══ DATASET ENTRIES ══
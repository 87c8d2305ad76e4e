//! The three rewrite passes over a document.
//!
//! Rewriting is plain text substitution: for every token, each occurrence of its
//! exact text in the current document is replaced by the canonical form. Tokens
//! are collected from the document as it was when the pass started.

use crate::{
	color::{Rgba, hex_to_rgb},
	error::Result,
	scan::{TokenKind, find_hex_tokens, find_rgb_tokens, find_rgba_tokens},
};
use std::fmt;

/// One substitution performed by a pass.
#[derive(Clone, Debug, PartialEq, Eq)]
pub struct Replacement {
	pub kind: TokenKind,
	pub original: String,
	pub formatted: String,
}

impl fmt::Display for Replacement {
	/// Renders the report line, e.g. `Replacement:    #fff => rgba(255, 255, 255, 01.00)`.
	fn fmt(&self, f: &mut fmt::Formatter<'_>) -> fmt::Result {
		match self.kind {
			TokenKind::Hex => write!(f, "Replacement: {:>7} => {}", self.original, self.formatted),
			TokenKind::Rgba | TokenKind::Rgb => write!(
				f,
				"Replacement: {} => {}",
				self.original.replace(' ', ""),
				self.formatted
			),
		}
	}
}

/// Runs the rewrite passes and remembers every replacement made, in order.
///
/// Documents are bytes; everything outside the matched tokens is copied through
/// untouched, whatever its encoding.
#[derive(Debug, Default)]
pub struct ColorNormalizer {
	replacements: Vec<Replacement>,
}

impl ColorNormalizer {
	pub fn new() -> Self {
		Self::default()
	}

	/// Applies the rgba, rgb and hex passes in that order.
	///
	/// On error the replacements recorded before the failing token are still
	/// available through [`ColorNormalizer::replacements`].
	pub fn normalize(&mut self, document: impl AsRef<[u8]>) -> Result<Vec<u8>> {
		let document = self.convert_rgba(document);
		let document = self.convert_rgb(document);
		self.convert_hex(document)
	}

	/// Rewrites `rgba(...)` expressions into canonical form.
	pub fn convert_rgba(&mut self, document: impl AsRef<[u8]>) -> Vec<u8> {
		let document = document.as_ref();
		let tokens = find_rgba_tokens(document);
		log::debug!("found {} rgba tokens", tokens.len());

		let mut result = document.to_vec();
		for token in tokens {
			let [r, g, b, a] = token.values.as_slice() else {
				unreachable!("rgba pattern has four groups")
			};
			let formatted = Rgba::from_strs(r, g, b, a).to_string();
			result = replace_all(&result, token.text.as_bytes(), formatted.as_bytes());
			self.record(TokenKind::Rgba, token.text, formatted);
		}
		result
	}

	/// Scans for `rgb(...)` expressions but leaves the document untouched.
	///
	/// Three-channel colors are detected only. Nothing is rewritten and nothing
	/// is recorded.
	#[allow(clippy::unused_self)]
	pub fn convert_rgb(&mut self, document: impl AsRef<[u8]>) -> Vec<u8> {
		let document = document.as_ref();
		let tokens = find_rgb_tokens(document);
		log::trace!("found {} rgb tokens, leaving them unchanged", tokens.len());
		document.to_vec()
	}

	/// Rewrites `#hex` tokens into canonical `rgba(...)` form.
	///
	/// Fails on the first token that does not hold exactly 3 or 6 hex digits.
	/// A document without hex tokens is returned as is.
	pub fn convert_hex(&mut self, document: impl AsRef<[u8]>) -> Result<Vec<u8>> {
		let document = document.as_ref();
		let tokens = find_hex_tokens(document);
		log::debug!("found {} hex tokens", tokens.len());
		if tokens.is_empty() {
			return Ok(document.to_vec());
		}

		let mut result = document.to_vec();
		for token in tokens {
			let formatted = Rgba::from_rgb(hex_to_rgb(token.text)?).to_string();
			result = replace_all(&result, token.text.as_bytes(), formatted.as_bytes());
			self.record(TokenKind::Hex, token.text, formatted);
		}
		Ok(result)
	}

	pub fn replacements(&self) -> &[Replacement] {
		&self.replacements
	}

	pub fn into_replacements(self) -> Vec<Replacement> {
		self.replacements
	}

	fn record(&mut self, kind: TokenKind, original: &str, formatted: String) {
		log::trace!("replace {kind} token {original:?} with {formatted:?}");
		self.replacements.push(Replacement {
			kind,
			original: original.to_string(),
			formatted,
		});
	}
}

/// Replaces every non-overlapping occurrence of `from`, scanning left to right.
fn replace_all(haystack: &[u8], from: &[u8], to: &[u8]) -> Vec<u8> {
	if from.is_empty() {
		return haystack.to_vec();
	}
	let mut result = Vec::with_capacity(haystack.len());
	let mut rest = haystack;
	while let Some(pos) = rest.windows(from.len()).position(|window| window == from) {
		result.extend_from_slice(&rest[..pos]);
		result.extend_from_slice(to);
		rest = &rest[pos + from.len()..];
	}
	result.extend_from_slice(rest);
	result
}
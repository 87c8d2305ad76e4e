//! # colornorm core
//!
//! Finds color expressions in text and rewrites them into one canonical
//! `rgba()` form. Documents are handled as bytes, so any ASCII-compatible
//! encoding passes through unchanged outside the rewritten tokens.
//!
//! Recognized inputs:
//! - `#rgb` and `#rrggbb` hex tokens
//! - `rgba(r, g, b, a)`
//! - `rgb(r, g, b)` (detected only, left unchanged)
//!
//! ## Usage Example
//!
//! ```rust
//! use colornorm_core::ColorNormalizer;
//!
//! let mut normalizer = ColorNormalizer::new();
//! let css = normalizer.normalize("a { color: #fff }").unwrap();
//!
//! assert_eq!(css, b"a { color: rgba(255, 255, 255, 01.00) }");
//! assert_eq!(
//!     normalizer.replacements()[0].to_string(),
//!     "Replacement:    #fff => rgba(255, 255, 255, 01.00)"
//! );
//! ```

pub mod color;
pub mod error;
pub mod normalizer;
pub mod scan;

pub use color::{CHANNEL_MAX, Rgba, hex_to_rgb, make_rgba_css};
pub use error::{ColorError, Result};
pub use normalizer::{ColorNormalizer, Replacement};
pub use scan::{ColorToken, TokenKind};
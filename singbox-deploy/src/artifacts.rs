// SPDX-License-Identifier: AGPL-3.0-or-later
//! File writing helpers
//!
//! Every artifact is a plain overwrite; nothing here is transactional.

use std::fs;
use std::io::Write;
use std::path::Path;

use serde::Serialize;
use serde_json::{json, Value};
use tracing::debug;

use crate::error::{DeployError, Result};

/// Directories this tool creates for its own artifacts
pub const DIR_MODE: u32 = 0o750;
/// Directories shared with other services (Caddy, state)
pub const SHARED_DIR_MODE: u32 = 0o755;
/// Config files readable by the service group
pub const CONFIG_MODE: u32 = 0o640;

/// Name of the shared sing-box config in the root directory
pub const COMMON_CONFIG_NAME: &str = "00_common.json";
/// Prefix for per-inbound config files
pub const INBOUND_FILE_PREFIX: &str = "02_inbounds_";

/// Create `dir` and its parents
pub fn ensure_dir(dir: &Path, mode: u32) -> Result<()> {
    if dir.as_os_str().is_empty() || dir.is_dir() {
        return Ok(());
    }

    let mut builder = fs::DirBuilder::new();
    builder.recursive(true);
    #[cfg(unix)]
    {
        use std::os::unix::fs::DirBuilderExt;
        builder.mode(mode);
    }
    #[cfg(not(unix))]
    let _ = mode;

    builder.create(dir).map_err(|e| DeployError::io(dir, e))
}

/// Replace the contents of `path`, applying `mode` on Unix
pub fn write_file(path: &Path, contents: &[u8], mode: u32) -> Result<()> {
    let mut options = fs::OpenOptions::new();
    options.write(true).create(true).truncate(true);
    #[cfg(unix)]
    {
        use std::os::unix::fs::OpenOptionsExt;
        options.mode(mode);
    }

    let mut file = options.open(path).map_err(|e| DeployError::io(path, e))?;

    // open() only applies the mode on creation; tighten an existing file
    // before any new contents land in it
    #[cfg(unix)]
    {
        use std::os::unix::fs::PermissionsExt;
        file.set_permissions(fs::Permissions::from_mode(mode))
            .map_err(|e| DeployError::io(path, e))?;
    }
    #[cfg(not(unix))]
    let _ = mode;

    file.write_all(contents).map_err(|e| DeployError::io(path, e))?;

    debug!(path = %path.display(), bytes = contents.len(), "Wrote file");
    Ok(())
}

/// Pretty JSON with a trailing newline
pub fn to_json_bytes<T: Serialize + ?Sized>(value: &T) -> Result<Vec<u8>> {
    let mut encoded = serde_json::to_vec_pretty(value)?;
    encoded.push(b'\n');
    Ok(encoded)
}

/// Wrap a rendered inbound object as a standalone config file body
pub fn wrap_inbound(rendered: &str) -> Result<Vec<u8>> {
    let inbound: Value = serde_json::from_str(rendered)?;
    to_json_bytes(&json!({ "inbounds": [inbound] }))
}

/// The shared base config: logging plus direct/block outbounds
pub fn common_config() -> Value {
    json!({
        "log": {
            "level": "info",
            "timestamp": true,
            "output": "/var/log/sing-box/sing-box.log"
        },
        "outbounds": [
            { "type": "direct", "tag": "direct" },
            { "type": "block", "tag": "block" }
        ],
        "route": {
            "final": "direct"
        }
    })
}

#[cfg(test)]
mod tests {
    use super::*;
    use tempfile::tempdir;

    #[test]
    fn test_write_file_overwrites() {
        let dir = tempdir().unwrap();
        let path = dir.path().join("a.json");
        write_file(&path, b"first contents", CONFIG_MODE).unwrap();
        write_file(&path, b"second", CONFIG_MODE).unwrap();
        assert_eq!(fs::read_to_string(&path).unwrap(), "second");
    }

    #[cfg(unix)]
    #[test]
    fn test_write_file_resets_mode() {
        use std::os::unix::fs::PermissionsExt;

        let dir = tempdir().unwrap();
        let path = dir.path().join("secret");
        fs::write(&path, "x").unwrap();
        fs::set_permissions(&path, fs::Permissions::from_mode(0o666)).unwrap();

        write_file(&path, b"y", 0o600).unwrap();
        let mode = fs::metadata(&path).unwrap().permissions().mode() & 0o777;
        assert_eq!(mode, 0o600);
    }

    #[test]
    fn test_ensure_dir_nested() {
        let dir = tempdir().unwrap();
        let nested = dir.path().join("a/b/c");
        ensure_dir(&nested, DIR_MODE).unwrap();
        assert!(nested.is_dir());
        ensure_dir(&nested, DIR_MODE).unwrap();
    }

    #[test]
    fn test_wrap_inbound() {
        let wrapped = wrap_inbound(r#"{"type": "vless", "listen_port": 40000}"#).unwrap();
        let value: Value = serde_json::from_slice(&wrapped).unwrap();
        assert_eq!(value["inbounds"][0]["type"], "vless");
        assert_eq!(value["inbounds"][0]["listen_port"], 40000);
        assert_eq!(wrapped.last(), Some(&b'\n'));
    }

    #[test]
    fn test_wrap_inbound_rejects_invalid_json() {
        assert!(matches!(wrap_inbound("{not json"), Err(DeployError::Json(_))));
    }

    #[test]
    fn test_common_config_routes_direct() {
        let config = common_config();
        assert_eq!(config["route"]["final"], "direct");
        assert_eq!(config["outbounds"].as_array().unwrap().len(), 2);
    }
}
═══
Please give back the records exactly as written, beginning at the first line and including the line that holds "impl fmt::Display for" as the last.

| RESULT OF THIS TASK |
repository 87c8d2305ad76e4e
//! The three rewrite passes over a document.
//!
//! Rewriting is plain text substitution: for every token, each occurrence of its
//! exact text in the current document is replaced by the canonical form. Tokens
//! are collected from the document as it was when the pass started.

use crate::{
	color::{Rgba, hex_to_rgb},
	error::Result,
	scan::{TokenKind, find_hex_tokens, find_rgb_tokens, find_rgba_tokens},
};
use std::fmt;

/// One substitution performed by a pass.
#[derive(Clone, Debug, PartialEq, Eq)]
pub struct Replacement {
	pub kind: TokenKind,
	pub original: String,
	pub formatted: String,
}

impl fmt::Display for Replacement {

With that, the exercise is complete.